Die Schi’a ("Partei Alis") nahm von hier ihren Ursprung und dies ist das eigentliche Kern- und Heimatland der Schiiten, die bis heute die Mehrheit der 24 Millionen zählenden Bevölkerung des Irak ausmachen. Den Irak beherrscht haben die Schiiten nur kurz in der langen Geschichte des Zweistromlandes zwischen den Flüssen Euphrat und Tigris. Weil Ali ein Schwiegersohn des Propheten war, stand ihm in der Sicht seiner Anhänger die politische und geistliche Führungsrolle der Muslime zu. Dies wurde aber von anderen Gruppen bestritten. Und es war bei einem Versuch die Macht als Kalif zu übernehmen, dass Alis Sohn Hussein bei Karbala vernichtend geschlagen und getötet wurde. Der Ort ist seitdem der religiös wichtigste Ort für Schiiten weltweit.

"Teile und herrsche"

Im weiteren Laufe der Jahrhunderte haben die Schiiten im Gebiet des heutigen Irak nur selten die Herrschaft ausgeübt. Sie dehnten ihren religiösen Einflussbereich aber auf Persien aus. Dies führte später dazu, dass die osmanischen wie auch die britischen Herrscher die Schiiten – nach dem Prinzip "teile und herrsche" - als "Perser" oder "Nicht-Iraker" abzustempeln versuchten, und lieber Angehörige der sunnitischen Minderheit in politischen Führungsämtern förderten.

Diese Einstufung wurde und wird von den irakischen Schiiten aber nicht akzeptiert. Sie fühlen sich als die wahren Iraker und sie waren auch im 20. Jahrhundert tatkräftig an den politischen Veränderungen des Staates beteiligt – zum Königreich und dann zur Republik. Politischen Nutzen konnten sie nicht daraus schlagen. Die Baath-Partei, die das Land seit 1968 alleine regiert, hat die Verteufelung der Schiiten fortgesetzt, und es ist wiederholt zu Aufständen gegen das Regime gekommen.

Rache des Regimes

Am heftigsten war der Aufstand nach der Vertreibung des Irak aus Kuwait, als die USA den Schiiten Hoffnung gemacht hatten, für eine Revolte gegen Saddam Hussein mit mehr politischen Rechten belohnt zu werden.

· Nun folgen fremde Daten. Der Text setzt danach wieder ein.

use anyhow::{Context, Result};
use image::{imageops, GrayImage, RgbImage};
use tracing::trace;

use crate::config::GazeConfig;
use crate::eye::{eye_polygon, measure_eye, EyeMeasurement, EyeSide};
use crate::landmarks::FaceLandmarkSource;
use crate::overlay::{EyeDebugHook, NoDebug};
use crate::pipeline::Pipeline;
use crate::smoothing::RatioHistory;
use crate::types::{FaceLandmarks, GazeReading, GazeZone, PipelineOutput};

/// Below `left` is Left, above `right` is Right, anything in between
/// (both ends inclusive) is Center.
pub fn classify_ratio(ratio: f32, left: f32, right: f32) -> GazeZone {
    if ratio < left {
        GazeZone::Left
    } else if ratio > right {
        GazeZone::Right
    } else {
        GazeZone::Center
    }
}

// =========================================================================
// Gaze Classifier
// Averages the two eye ratios, smooths over a trailing window, maps to a zone.
// =========================================================================

/// Zone classifier over per-eye ratios.
///
/// The ratio history is the only state. It grows on valid frames, is left
/// alone on closed-eye frames, and is never cleared on its own; a face that
/// disappears and comes back resumes with the same smoothing window.
#[derive(Debug, Clone)]
pub struct GazeClassifier {
    history: RatioHistory,
    left_threshold: f32,
    right_threshold: f32,
    last_ratio: Option<f32>,
}

impl Default for GazeClassifier {
    fn default() -> Self {
        Self::from_config(&GazeConfig::default())
    }
}

impl GazeClassifier {
    pub fn new(window: usize, left_threshold: f32, right_threshold: f32) -> Self {
        Self {
            history: RatioHistory::new(window),
            left_threshold,
            right_threshold,
            last_ratio: None,
        }
    }

    pub fn from_config(config: &GazeConfig) -> Self {
        Self::new(
            config.smoothing_window,
            config.left_threshold,
            config.right_threshold,
        )
    }

    /// One tick with both eyes' ratios; `None` for an eye with no measurable
    /// region. Either eye missing gives `Closed` and leaves the history as is.
    pub fn update(&mut self, left_eye: Option<f32>, right_eye: Option<f32>) -> GazeReading {
        let (Some(left), Some(right)) = (left_eye, right_eye) else {
            return GazeReading::Closed;
        };

        let ratio = (left + right) / 2.0;
        self.last_ratio = Some(ratio);
        self.history.push(ratio);

        let smoothed = self.history.mean().unwrap_or(ratio);
        GazeReading::Zone {
            zone: classify_ratio(smoothed, self.left_threshold, self.right_threshold),
            ratio: smoothed,
        }
    }

    pub fn history(&self) -> &RatioHistory {
        &self.history
    }

    /// Most recent unsmoothed gaze ratio
    pub fn last_ratio(&self) -> Option<f32> {
        self.last_ratio
    }

    pub fn reset(&mut self) {
        self.history.clear();
        self.last_ratio = None;
    }
}

// =========================================================================
// Gaze Pipeline
// Face landmark source + eye measurement + gaze classifier.
// =========================================================================
pub struct GazePipeline<S: FaceLandmarkSource> {
    source: S,
    classifier: GazeClassifier,
    left_eye: Vec<usize>,
    right_eye: Vec<usize>,
    white_threshold: u8,
    epsilon: f32,
}

impl<S: FaceLandmarkSource> GazePipeline<S> {
    pub fn new(source: S, config: &GazeConfig) -> Self {
        Self {
            source,
            classifier: GazeClassifier::from_config(config),
            left_eye: config.left_eye.clone(),
            right_eye: config.right_eye.clone(),
            white_threshold: config.white_threshold,
            epsilon: config.epsilon,
        }
    }

    pub fn classifier(&self) -> &GazeClassifier {
        &self.classifier
    }

    pub fn source_mut(&mut self) -> &mut S {
        &mut self.source
    }

    /// `Ok(None)` when no face was found; the history is untouched then.
    pub fn read(&mut self, frame: &RgbImage) -> Result<Option<GazeReading>> {
        self.read_with_hook(frame, &mut NoDebug)
    }

    /// Like [`read`](Self::read), reporting each measured eye to `hook`.
    pub fn read_with_hook(
        &mut self,
        frame: &RgbImage,
        hook: &mut dyn EyeDebugHook,
    ) -> Result<Option<GazeReading>> {
        let gray = imageops::grayscale(frame);
        self.read_gray(&gray, hook)
    }

    pub fn read_gray(
        &mut self,
        gray: &GrayImage,
        hook: &mut dyn EyeDebugHook,
    ) -> Result<Option<GazeReading>> {
        let face = self
            .source
            .detect(gray)
            .context("face landmark source failed")?;
        let Some(face) = face else {
            trace!("no face");
            return Ok(None);
        };

        let left = self.measure(gray, &face, EyeSide::Left, hook);
        let right = self.measure(gray, &face, EyeSide::Right, hook);

        let reading = self
            .classifier
            .update(left.map(|m| m.ratio), right.map(|m| m.ratio));
        trace!(state = reading.state(), ratio = ?reading.ratio(), "gaze reading");
        Ok(Some(reading))
    }

    fn measure(
        &self,
        gray: &GrayImage,
        face: &FaceLandmarks,
        side: EyeSide,
        hook: &mut dyn EyeDebugHook,
    ) -> Option<EyeMeasurement> {
        let indices = match side {
            EyeSide::Left => &self.left_eye,
            EyeSide::Right => &self.right_eye,
        };
        let polygon = eye_polygon(face, indices)?;
        let measurement = measure_eye(gray, &polygon, self.white_threshold, self.epsilon)?;
        hook.on_eye(side, &measurement);
        Some(measurement)
    }
}

impl<S: FaceLandmarkSource> Pipeline for GazePipeline<S> {
    fn name(&self) -> String {
        "Eye Gaze (Sclera Ratio)".to_string()
    }

    fn process(&mut self, frame: &RgbImage) -> Result<Option<PipelineOutput>> {
        Ok(self.read(frame)?.map(PipelineOutput::Gaze))
    }
}

/// Status panel text for a tick; no face reads as "detecting"
pub fn state_text(reading: Option<&GazeReading>) -> &'static str {
    reading.map_or("detecting", |r| r.state())
}

pub fn ratio_text(reading: Option<&GazeReading>) -> String {
    match reading.and_then(|r| r.ratio()) {
        Some(ratio) => format!("{:.2}", ratio),
        None => "--".to_string(),
    }
}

Washington ließ die Schiiten im Stich, die Rache des Regimes war grausam wie selten zuvor: Tausende von Schiiten wurden umgebracht oder ins Exil getrieben, die Stadt Nadschaf wurde schwer beschädigt und die religiöse Führung durch linientreue Regimeanhänger ersetzt.

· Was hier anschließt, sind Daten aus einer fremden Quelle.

use anyhow::{Context, Result};
use image::RgbImage;
use tracing::debug;

use crate::config::GestureConfig;
use crate::landmarks::HandLandmarkSource;
use crate::pipeline::Pipeline;
use crate::types::{Direction, NormalizedPoint, PipelineOutput};

// =========================================================================
// Swipe Tracker
// Frame-to-frame displacement of one landmark, mapped through a dead zone.
// =========================================================================

/// Tracks a single landmark across consecutive frames.
///
/// `previous` is `None` at startup and after any frame without a detection,
/// so at least two consecutive detected frames are needed before a swipe can
/// fire. Displacement is measured between neighbouring frames, which makes
/// this an instantaneous-velocity detector: a long swipe fires on every frame
/// whose step exceeds the threshold.
#[derive(Debug, Clone)]
pub struct SwipeTracker {
    previous: Option<NormalizedPoint>,
    threshold: f32,
}

impl Default for SwipeTracker {
    fn default() -> Self {
        Self::new(GestureConfig::default().threshold)
    }
}

impl SwipeTracker {
    pub fn new(threshold: f32) -> Self {
        Self {
            previous: None,
            threshold,
        }
    }

    pub fn threshold(&self) -> f32 {
        self.threshold
    }

    pub fn previous_position(&self) -> Option<NormalizedPoint> {
        self.previous
    }

    pub fn reset(&mut self) {
        self.previous = None;
    }

    /// Feed one frame's landmark position (`None` when the hand was not found).
    pub fn update(&mut self, position: Option<NormalizedPoint>) -> Option<Direction> {
        let Some(current) = position else {
            if self.previous.take().is_some() {
                debug!("hand lost, tracking reset");
            }
            return None;
        };

        let gesture = self.previous.and_then(|prev| {
            classify_displacement(current.x - prev.x, current.y - prev.y, self.threshold)
        });

        self.previous = Some(current);
        gesture
    }
}

/// Maps a displacement to a direction.
///
/// The horizontal branch is taken only when `|dx| > |dy|`; ties go to the
/// vertical branch. Image coordinates grow downwards, so positive `dy` is Down.
pub fn classify_displacement(dx: f32, dy: f32, threshold: f32) -> Option<Direction> {
    if dx.abs() > dy.abs() {
        if dx > threshold {
            Some(Direction::Right)
        } else if dx < -threshold {
            Some(Direction::Left)
        } else {
            None
        }
    } else if dy > threshold {
        Some(Direction::Down)
    } else if dy < -threshold {
        Some(Direction::Up)
    } else {
        None
    }
}

// =========================================================================
// Gesture Pipeline
// Hand landmark source + swipe tracker on the index fingertip.
// =========================================================================
pub struct GesturePipeline<S: HandLandmarkSource> {
    source: S,
    tracker: SwipeTracker,
    landmark_index: usize,
}

impl<S: HandLandmarkSource> GesturePipeline<S> {
    pub fn new(source: S, config: &GestureConfig) -> Self {
        Self {
            source,
            tracker: SwipeTracker::new(config.threshold),
            landmark_index: config.landmark_index,
        }
    }

    pub fn tracker(&self) -> &SwipeTracker {
        &self.tracker
    }

    pub fn source(&self) -> &S {
        &self.source
    }

    /// Runs the source on `frame` and classifies the tracked landmark.
    ///
    /// A hand whose landmark set lacks the tracked index counts as no hand.
    pub fn classify(&mut self, frame: &RgbImage) -> Result<Option<Direction>> {
        let hand = self
            .source
            .detect(frame)
            .context("hand landmark source failed")?;
        let tip = hand.and_then(|h| h.point(self.landmark_index));

        let gesture = self.tracker.update(tip);
        if let Some(direction) = gesture {
            debug!(gesture = %direction, "swipe detected");
        }
        Ok(gesture)
    }
}

impl<S: HandLandmarkSource> Pipeline for GesturePipeline<S> {
    fn name(&self) -> String {
        "Hand Swipe (Index Fingertip)".to_string()
    }

    fn process(&mut self, frame: &RgbImage) -> Result<Option<PipelineOutput>> {
        Ok(self.classify(frame)?.map(PipelineOutput::Swipe))
    }
}

#[cfg(test)]
mod tests {
    use super::*;

    fn at(x: f32, y: f32) -> Option<NormalizedPoint> {
        Some(NormalizedPoint::new(x, y))
    }

    #[test]
    fn first_frame_never_fires() {
        let mut tracker = SwipeTracker::default();
        assert_eq!(tracker.update(at(0.1, 0.1)), None);
        assert_eq!(tracker.previous_position(), at(0.1, 0.1));
    }

    #[test]
    fn hold_then_step_right() {
        let mut tracker = SwipeTracker::default();
        assert_eq!(tracker.update(at(0.5, 0.5)), None);
        assert_eq!(tracker.update(at(0.5, 0.5)), None);
        assert_eq!(tracker.update(at(0.54, 0.5)), Some(Direction::Right));
    }

    #[test]
    fn all_four_directions() {
        assert_eq!(classify_displacement(0.05, 0.01, 0.02), Some(Direction::Right));
        assert_eq!(classify_displacement(-0.05, 0.01, 0.02), Some(Direction::Left));
        assert_eq!(classify_displacement(0.01, 0.05, 0.02), Some(Direction::Down));
        assert_eq!(classify_displacement(0.01, -0.05, 0.02), Some(Direction::Up));
    }

    #[test]
    fn dead_zone_suppresses_small_steps() {
        assert_eq!(classify_displacement(0.02, 0.0, 0.02), None);
        assert_eq!(classify_displacement(-0.015, 0.001, 0.02), None);
        assert_eq!(classify_displacement(0.0, 0.02, 0.02), None);
    }

    #[test]
    fn ties_take_the_vertical_branch() {
        assert_eq!(classify_displacement(0.05, 0.05, 0.02), Some(Direction::Down));
        assert_eq!(classify_displacement(0.05, -0.05, 0.02), Some(Direction::Up));
        assert_eq!(classify_displacement(-0.05, 0.05, 0.02), Some(Direction::Down));
    }

    #[test]
    fn horizontal_dominant_below_threshold_does_not_fall_through() {
        // dx dominates but is inside the dead zone; dy alone would not fire either
        assert_eq!(classify_displacement(0.019, 0.018, 0.02), None);
    }

    #[test]
    fn gap_resets_tracking() {
        let mut tracker = SwipeTracker::default();
        tracker.update(at(0.1, 0.5));
        assert_eq!(tracker.update(None), None);
        assert_eq!(tracker.previous_position(), None);
        // Large jump right after the gap is the new baseline, not a swipe
        assert_eq!(tracker.update(at(0.9, 0.5)), None);
        assert_eq!(tracker.update(at(0.95, 0.5)), Some(Direction::Right));
    }

    #[test]
    fn continuous_motion_fires_every_frame() {
        let mut tracker = SwipeTracker::default();
        tracker.update(at(0.5, 0.9));
        let fired: Vec<_> = [0.85, 0.80, 0.75]
            .iter()
            .map(|&y| tracker.update(at(0.5, y)))
            .collect();
        assert_eq!(fired, vec![Some(Direction::Up); 3]);
    }

    #[test]
    fn custom_threshold_is_respected() {
        let mut tracker = SwipeTracker::new(0.1);
        tracker.update(at(0.5, 0.5));
        assert_eq!(tracker.update(at(0.55, 0.5)), None);
        assert_eq!(tracker.update(at(0.7, 0.5)), Some(Direction::Right));
    }

    #[test]
    fn explicit_reset_forgets_previous() {
        let mut tracker = SwipeTracker::default();
        tracker.update(at(0.5, 0.5));
        tracker.reset();
        assert_eq!(tracker.update(at(0.9, 0.5)), None);
    }

    mod props {
        use super::*;
        use proptest::prelude::*;

        proptest! {
            #[test]
            fn equal_consecutive_positions_never_fire(x in 0.0f32..1.0, y in 0.0f32..1.0) {
                let mut tracker = SwipeTracker::default();
                tracker.update(at(x, y));
                prop_assert_eq!(tracker.update(at(x, y)), None);
            }

            #[test]
            fn first_position_after_gap_never_fires(
                a in (0.0f32..1.0, 0.0f32..1.0),
                b in (0.0f32..1.0, 0.0f32..1.0),
            ) {
                let mut tracker = SwipeTracker::default();
                tracker.update(at(a.0, a.1));
                tracker.update(None);
                prop_assert_eq!(tracker.update(at(b.0, b.1)), None);
            }

            #[test]
            fn steps_inside_dead_zone_never_fire(dx in -0.02f32..=0.02, dy in -0.02f32..=0.02) {
                prop_assert_eq!(classify_displacement(dx, dy, 0.02), None);
            }
        }
    }
}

Aus diesen Gründen hält sich die Bereitschaft der Schiiten, mit den USA zu kooperieren, jetzt deutlich in Grenzen. Man hat beim letzten Mal zu teuer bezahlen müssen. Auf amerikanischer Seite wiederum verstärkt solche Zurückhaltung den Verdacht, man habe es bei den irakischen Schiiten letztlich mit dem verlängerten Arm Teherans zu tun. Zwar wird die organisierte Opposition der Schiiten vom Iran aus geleitet, die Mehrheit der irakischen Schiiten hat aber keine Pläne für eine islamische Republik: Sie wollen einfach in Ruhe und Frieden leben, und teilhaben an der Gestaltung ihres eigenen Staates – des Irak. Wie immer auch eine zukünftige Struktur des Landes aussehen wird: Die Schiiten werden diesmal wohl mehr Rechte bekommen müssen.